● **ASSIGNMENT**
Set down every entry once more, character for character.

Collected data entries:
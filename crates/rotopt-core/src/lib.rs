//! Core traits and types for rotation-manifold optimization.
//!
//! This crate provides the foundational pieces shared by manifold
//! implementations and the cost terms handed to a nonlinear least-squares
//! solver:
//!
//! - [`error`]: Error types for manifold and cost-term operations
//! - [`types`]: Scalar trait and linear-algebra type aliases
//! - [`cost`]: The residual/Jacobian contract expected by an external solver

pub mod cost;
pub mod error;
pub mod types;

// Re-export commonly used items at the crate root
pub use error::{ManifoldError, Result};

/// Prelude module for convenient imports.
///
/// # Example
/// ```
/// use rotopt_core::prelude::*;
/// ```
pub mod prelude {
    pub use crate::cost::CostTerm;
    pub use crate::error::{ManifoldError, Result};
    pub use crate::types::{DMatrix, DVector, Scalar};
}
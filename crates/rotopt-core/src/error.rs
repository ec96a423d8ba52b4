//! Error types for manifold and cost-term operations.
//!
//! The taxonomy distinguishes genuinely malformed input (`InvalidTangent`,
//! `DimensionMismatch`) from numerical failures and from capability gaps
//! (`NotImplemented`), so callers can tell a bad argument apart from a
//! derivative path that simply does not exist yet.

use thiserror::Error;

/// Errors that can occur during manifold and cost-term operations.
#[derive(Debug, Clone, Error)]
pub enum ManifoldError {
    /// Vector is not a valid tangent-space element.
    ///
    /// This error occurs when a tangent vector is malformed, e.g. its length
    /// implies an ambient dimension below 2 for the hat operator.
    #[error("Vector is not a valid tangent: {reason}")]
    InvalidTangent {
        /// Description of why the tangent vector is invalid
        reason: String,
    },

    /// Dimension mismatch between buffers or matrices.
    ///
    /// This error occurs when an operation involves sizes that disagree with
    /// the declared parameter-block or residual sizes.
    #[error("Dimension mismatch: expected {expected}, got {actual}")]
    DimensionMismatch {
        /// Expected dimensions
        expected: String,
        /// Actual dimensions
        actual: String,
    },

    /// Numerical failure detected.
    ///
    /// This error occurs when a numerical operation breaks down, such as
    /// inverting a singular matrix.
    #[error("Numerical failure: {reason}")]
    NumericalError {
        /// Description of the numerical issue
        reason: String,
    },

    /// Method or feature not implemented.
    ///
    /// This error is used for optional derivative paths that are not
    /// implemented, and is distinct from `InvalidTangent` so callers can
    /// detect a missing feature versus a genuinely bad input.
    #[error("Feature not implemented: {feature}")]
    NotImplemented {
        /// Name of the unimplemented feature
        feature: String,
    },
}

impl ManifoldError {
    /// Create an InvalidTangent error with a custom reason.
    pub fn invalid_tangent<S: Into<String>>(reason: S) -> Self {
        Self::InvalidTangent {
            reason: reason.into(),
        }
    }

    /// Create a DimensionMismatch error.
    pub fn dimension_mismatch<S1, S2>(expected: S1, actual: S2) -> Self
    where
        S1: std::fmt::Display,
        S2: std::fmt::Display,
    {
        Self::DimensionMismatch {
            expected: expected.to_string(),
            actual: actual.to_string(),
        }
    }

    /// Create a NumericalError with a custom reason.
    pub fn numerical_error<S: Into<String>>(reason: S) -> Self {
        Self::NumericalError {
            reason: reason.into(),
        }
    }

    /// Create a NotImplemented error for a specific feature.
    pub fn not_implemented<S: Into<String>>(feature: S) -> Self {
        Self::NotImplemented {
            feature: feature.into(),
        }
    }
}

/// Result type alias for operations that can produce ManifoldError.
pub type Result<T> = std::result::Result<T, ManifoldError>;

● **TASK SOLUTION**
filename crates/rotopt-core/src/lib.rs
//! Core traits and types for rotation-manifold optimization.
//!
//! This crate provides the foundational pieces shared by manifold
//! implementations and the cost terms handed to a nonlinear least-squares
//! solver:
//!
//! - [`error`]: Error types for manifold and cost-term operations
//! - [`types`]: Scalar trait and linear-algebra type aliases
//! - [`cost`]: The residual/Jacobian contract expected by an external solver

pub mod cost;
pub mod error;
pub mod types;

// Re-export commonly used items at the crate root
pub use error::{ManifoldError, Result};

/// Prelude module for convenient imports.
///
/// # Example
/// ```
/// use rotopt_core::prelude::*;
/// ```
pub mod prelude {
    pub use crate::cost::CostTerm;
    pub use crate::error::{ManifoldError, Result};
    pub use crate::types::{DMatrix, DVector, Scalar};
}
filename crates/rotopt-core/src/error.rs
repository ec96a423d8ba52b4
//! Error types for manifold and cost-term operations.
//!
//! The taxonomy distinguishes genuinely malformed input (`InvalidTangent`,
//! `DimensionMismatch`) from numerical failures and from capability gaps
//! (`NotImplemented`), so callers can tell a bad argument apart from a
//! derivative path that simply does not exist yet.

use thiserror::Error;

/// Errors that can occur during manifold and cost-term operations.
#[derive(Debug, Clone, Error)]
pub enum ManifoldError {
    /// Vector is not a valid tangent-space element.
    ///
    /// This error occurs when a tangent vector is malformed, e.g. its length
    /// implies an ambient dimension below 2 for the hat operator.
    #[error("Vector is not a valid tangent: {reason}")]
    InvalidTangent {
        /// Description of why the tangent vector is invalid
        reason: String,
    },

    /// Dimension mismatch between buffers or matrices.
    ///
    /// This error occurs when an operation involves sizes that disagree with
    /// the declared parameter-block or residual sizes.
    #[error("Dimension mismatch: expected {expected}, got {actual}")]
    DimensionMismatch {
        /// Expected dimensions
        expected: String,
        /// Actual dimensions
        actual: String,
    },

    /// Numerical failure detected.
    ///
    /// This error occurs when a numerical operation breaks down, such as
    /// inverting a singular matrix.
    #[error("Numerical failure: {reason}")]
    NumericalError {
        /// Description of the numerical issue
        reason: String,
    },

    /// Method or feature not implemented.
    ///
    /// This error is used for optional derivative paths that are not
    /// implemented, and is distinct from `InvalidTangent` so callers can
    /// detect a missing feature versus a genuinely bad input.
    #[error("Feature not implemented: {feature}")]
    NotImplemented {
        /// Name of the unimplemented feature
        feature: String,
    },
}

impl ManifoldError {
    /// Create an InvalidTangent error with a custom reason.
    pub fn invalid_tangent<S: Into<String>>(reason: S) -> Self {
        Self::InvalidTangent {
            reason: reason.into(),
        }
    }

    /// Create a DimensionMismatch error.
    pub fn dimension_mismatch<S1, S2>(expected: S1, actual: S2) -> Self
    where
        S1: std::fmt::Display,
        S2: std::fmt::Display,
    {
        Self::DimensionMismatch {
            expected: expected.to_string(),
            actual: actual.to_string(),
        }
    }

    /// Create a NumericalError with a custom reason.
    pub fn numerical_error<S: Into<String>>(reason: S) -> Self {
        Self::NumericalError {
            reason: reason.into(),
        }
    }

    /// Create a NotImplemented error for a specific feature.
    pub fn not_implemented<S: Into<String>>(feature: S) -> Self {
        Self::NotImplemented {
            feature: feature.into(),
        }
    }
}

/// Result type alias for operations that can produce ManifoldError.
pub type Result<T> = std::result::Result<T, ManifoldError>;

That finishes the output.